### Collected data
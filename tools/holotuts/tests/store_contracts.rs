use holotuts::display::step_label;
use holotuts::errors::HoloTutsError;
use holotuts::runtime::{FileSystem, ProductionFileSystem};
use holotuts::tutorial_store::{StepUpdate, StoreOptions, TutorialStore};
use holotuts::types::{Pose, StepIdPolicy};
use std::path::Path;
use std::sync::Arc;

fn open(dir: &Path, policy: StepIdPolicy) -> TutorialStore {
    let mut options = StoreOptions::new(dir.join("tutorials.json"));
    options.step_ids = policy;
    TutorialStore::load(options, Arc::new(ProductionFileSystem)).expect("load store")
}

fn pose(x: f32) -> Pose {
    Pose::new([x, 1.5, 2.0], [0.0, 0.0, 0.0, 1.0])
}

#[test]
fn two_tutorials_with_three_steps_survive_a_reload() {
    let dir = tempfile::tempdir().expect("tempdir");
    let before = {
        let mut store = open(dir.path(), StepIdPolicy::Stable);
        for _ in 0..2 {
            store.create_tutorial().expect("tutorial");
            for n in 0..3 {
                let handle = store.create_step(pose(n as f32)).expect("step");
                store
                    .update_step(&handle, StepUpdate::SetVideoPath(format!("{}.mp4", handle.step_id)))
                    .expect("video");
                store
                    .update_step(&handle, StepUpdate::SetTranscript(format!("say {n}")))
                    .expect("transcript");
            }
        }
        store.document().clone()
    };

    let reloaded = open(dir.path(), StepIdPolicy::Stable);
    assert_eq!(reloaded.document(), &before);
    let numbers = reloaded.tutorials()[1]
        .steps
        .iter()
        .map(|s| s.number)
        .collect::<Vec<_>>();
    assert_eq!(numbers, vec![1, 2, 3]);
}

#[test]
fn video_then_transcript_leaves_both_fields_and_bounded_label() {
    let dir = tempfile::tempdir().expect("tempdir");
    let mut store = open(dir.path(), StepIdPolicy::Stable);
    store.create_tutorial().expect("tutorial");
    store.create_step(pose(0.0)).expect("step");
    store
        .update_last_step(StepUpdate::SetVideoPath("x.mp4".to_string()))
        .expect("video");
    let step = store
        .update_last_step(StepUpdate::SetTranscript("hello world".to_string()))
        .expect("transcript");

    assert_eq!(step.video_file_path.as_deref(), Some("x.mp4"));
    assert_eq!(step.transcript.as_deref(), Some("hello world"));
    assert_eq!(step.name, "Step 1");
    assert_eq!(step_label(&step), "Step 1: hello world...");
}

#[test]
fn deleting_a_step_removes_its_video_from_disk() {
    let dir = tempfile::tempdir().expect("tempdir");
    let video = dir.path().join("tutorial_1_step_1.mp4");
    std::fs::write(&video, "mp4").expect("video file");

    let mut store = open(dir.path(), StepIdPolicy::Stable);
    store.create_tutorial().expect("tutorial");
    let handle = store.create_step(pose(0.0)).expect("step");
    store
        .update_step(&handle, StepUpdate::SetVideoPath(video.display().to_string()))
        .expect("video");

    store.delete_step(&handle.step_id).expect("delete");
    assert!(!video.exists());
    let err = store
        .find_tutorial_for_step(&handle.step_id)
        .expect_err("gone");
    assert!(matches!(err, HoloTutsError::NotFound(_)));
}

#[test]
fn renumber_policy_keeps_ids_contiguous_and_renames_videos() {
    let dir = tempfile::tempdir().expect("tempdir");
    let mut store = open(dir.path(), StepIdPolicy::Renumber);
    store.create_tutorial().expect("tutorial");
    for n in 0..3 {
        let handle = store.create_step(pose(n as f32)).expect("step");
        let video = dir.path().join(format!("{}.mp4", handle.step_id));
        std::fs::write(&video, handle.step_id.as_bytes()).expect("video file");
        store
            .update_step(&handle, StepUpdate::SetVideoPath(video.display().to_string()))
            .expect("video");
    }

    store.delete_step("tutorial_1_step_1").expect("delete");

    let ids = store.tutorials()[0]
        .steps
        .iter()
        .map(|s| s.id.as_str())
        .collect::<Vec<_>>();
    assert_eq!(ids, vec!["tutorial_1_step_1", "tutorial_1_step_2"]);
    let renamed = dir.path().join("tutorial_1_step_1.mp4");
    assert_eq!(
        std::fs::read_to_string(&renamed).expect("renamed video"),
        "tutorial_1_step_2"
    );
    assert!(!dir.path().join("tutorial_1_step_3.mp4").exists());

    let next = store.create_step(pose(9.0)).expect("next step");
    assert_eq!(next.step_id, "tutorial_1_step_3");
}

#[test]
fn stable_policy_never_reuses_ids() {
    let dir = tempfile::tempdir().expect("tempdir");
    let mut store = open(dir.path(), StepIdPolicy::Stable);
    store.create_tutorial().expect("tutorial");
    store.create_step(pose(0.0)).expect("first");
    let second = store.create_step(pose(1.0)).expect("second");
    store.delete_step(&second.step_id).expect("delete");

    let third = store.create_step(pose(2.0)).expect("third");
    assert_eq!(third.step_id, "tutorial_1_step_3");

    store.delete_tutorial("tutorial_1").expect("delete tutorial");
    let tutorial = store.create_tutorial().expect("next tutorial");
    assert_eq!(tutorial.id, "tutorial_2");
}

#[test]
fn corrupt_document_is_fatal_and_left_untouched() {
    let dir = tempfile::tempdir().expect("tempdir");
    let path = dir.path().join("tutorials.json");
    std::fs::write(&path, "{ not json").expect("seed");

    let err = TutorialStore::load(StoreOptions::new(&path), Arc::new(ProductionFileSystem))
        .err()
        .expect("corrupt store refused");
    assert!(matches!(err, HoloTutsError::StoreCorrupt(_)));
    assert_eq!(
        ProductionFileSystem.read_to_string(&path).expect("read"),
        "{ not json"
    );
}

#[test]
fn background_writes_land_after_flush() {
    let dir = tempfile::tempdir().expect("tempdir");
    let path = dir.path().join("tutorials.json");
    let mut options = StoreOptions::new(&path);
    options.background_writes = true;

    let mut store = TutorialStore::load(options, Arc::new(ProductionFileSystem)).expect("load");
    store.create_tutorial().expect("tutorial");
    store.create_step(pose(0.0)).expect("step");
    store.flush().expect("flush");

    let on_disk = std::fs::read_to_string(&path).expect("document");
    assert!(on_disk.contains("tutorial_1_step_1"));
}

#[test]
fn fixture_document_loads_with_optional_fields() {
    let dir = tempfile::tempdir().expect("tempdir");
    let fixture = Path::new(env!("CARGO_MANIFEST_DIR")).join("tests/fixtures/tutorials-two.json");
    std::fs::copy(&fixture, dir.path().join("tutorials.json")).expect("copy fixture");

    let mut store = open(dir.path(), StepIdPolicy::Stable);
    assert_eq!(store.tutorials().len(), 2);
    let first = store.tutorial("tutorial_1").expect("tutorial_1");
    assert!(first.steps[0].has_video());
    assert!(!first.steps[1].has_video());
    assert_eq!(
        step_label(&first.steps[0]),
        "Step 1: open the left c..."
    );

    let handle = store.handle_for_step("tutorial_1_step_2").expect("handle");
    assert_eq!(handle.tutorial_id, "tutorial_1");
    let step = store
        .update_step(&handle, StepUpdate::SetPose(pose(4.0)))
        .expect("pose");
    assert_eq!(step.global_pose.position, [4.0, 1.5, 2.0]);
    let next = store.create_step(pose(5.0)).expect("next");
    assert_eq!(next.step_id, "tutorial_2_step_1");
}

### TASK DIRECTIONS
Respond with a single number, namely how many lines of the entries contain the word "first".

### SOLUTION TO THIS EXERCISE
5